Find each line below containing the word "await" and copy it.
========================
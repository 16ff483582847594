//! HTTP transport implementation

use std::task::{Context, Poll};

use async_trait::async_trait;
use futures::StreamExt;
use tracing::debug;
use url::Url;

use crate::protocol::error::A2aError;

use super::{ByteStream, Transport, TransportRequest, TransportResponse};

/// HTTP transport implementation using reqwest
///
/// This transport implements the HTTP+JSON binding of the exchange: unary
/// operations as plain request/response, streaming sends as SSE.
#[derive(Clone, Debug)]
pub struct HttpTransport {
    client: reqwest::Client,
    base_url: Url,
}

impl HttpTransport {
    /// Create a new HTTP transport
    pub fn new(base_url: Url) -> Self {
        Self {
            client: reqwest::Client::new(),
            base_url,
        }
    }

    /// Create a new HTTP transport with a custom reqwest client
    pub fn with_client(base_url: Url, client: reqwest::Client) -> Self {
        Self { client, base_url }
    }

    fn request_builder(
        &self,
        request: &TransportRequest,
    ) -> Result<reqwest::RequestBuilder, A2aError> {
        let url = format!(
            "{}{}",
            self.base_url.as_str().trim_end_matches('/'),
            request.endpoint
        );

        let builder = match request.method.as_str() {
            "POST" => self.client.post(&url),
            "GET" => self.client.get(&url),
            other => {
                return Err(A2aError::Protocol(format!(
                    "Unsupported HTTP method: {}",
                    other
                )))
            }
        };

        Ok(builder)
    }
}

#[async_trait]
impl Transport for HttpTransport {
    fn poll_ready(&mut self, _cx: &mut Context<'_>) -> Poll<Result<(), A2aError>> {
        // reqwest's client is always ready
        Poll::Ready(Ok(()))
    }

    async fn execute(&self, request: TransportRequest) -> Result<TransportResponse, A2aError> {
        debug!(endpoint = %request.endpoint, method = %request.method, "executing HTTP request");

        let mut builder = self.request_builder(&request)?;

        for (key, value) in request.headers {
            builder = builder.header(key, value);
        }

        if !request.body.is_empty() {
            builder = builder.body(request.body);
        }

        let response = builder.send().await?;

        let status = response.status().as_u16();
        let headers = response
            .headers()
            .iter()
            .map(|(k, v)| (k.to_string(), v.to_str().unwrap_or("").to_string()))
            .collect();
        let body = response.bytes().await?;

        Ok(TransportResponse {
            status,
            headers,
            body,
        })
    }

    async fn execute_streaming(&self, request: TransportRequest) -> Result<ByteStream, A2aError> {
        debug!(endpoint = %request.endpoint, "opening SSE stream");

        let mut builder = self.request_builder(&request)?;
        builder = builder.header("Accept", "text/event-stream");

        for (key, value) in request.headers {
            builder = builder.header(key, value);
        }

        if !request.body.is_empty() {
            builder = builder.body(request.body);
        }

        let response = builder.send().await?;

        if !response.status().is_success() {
            let status = response.status();
            let body = response.text().await.unwrap_or_default();
            return Err(A2aError::Connection(format!(
                "HTTP streaming request failed with status {}: {}",
                status, body
            )));
        }

        let byte_stream = response
            .bytes_stream()
            .map(|result| result.map_err(A2aError::from));

        Ok(byte_stream.boxed())
    }

    fn base_url(&self) -> &Url {
        &self.base_url
    }

    fn supports_streaming(&self) -> bool {
        true
    }
}

#[cfg(test)]
mod tests {
    use super::*;

    #[test]
    fn test_http_transport_creation() {
        let transport = HttpTransport::new(Url::parse("https://example.com").unwrap());
        assert_eq!(transport.base_url().as_str(), "https://example.com/");
        assert!(transport.supports_streaming());
    }

    #[test]
    fn test_unsupported_method_is_rejected() {
        let transport = HttpTransport::new(Url::parse("https://example.com").unwrap());
        let request = TransportRequest::new("/message/send", "PATCH");
        let result = transport.request_builder(&request);
        assert!(matches!(result, Err(A2aError::Protocol(_))));
    }
}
========================
(Result for this task)
        let response = builder.send().await?;
        let body = response.bytes().await?;
        let response = builder.send().await?;
            let body = response.text().await.unwrap_or_default();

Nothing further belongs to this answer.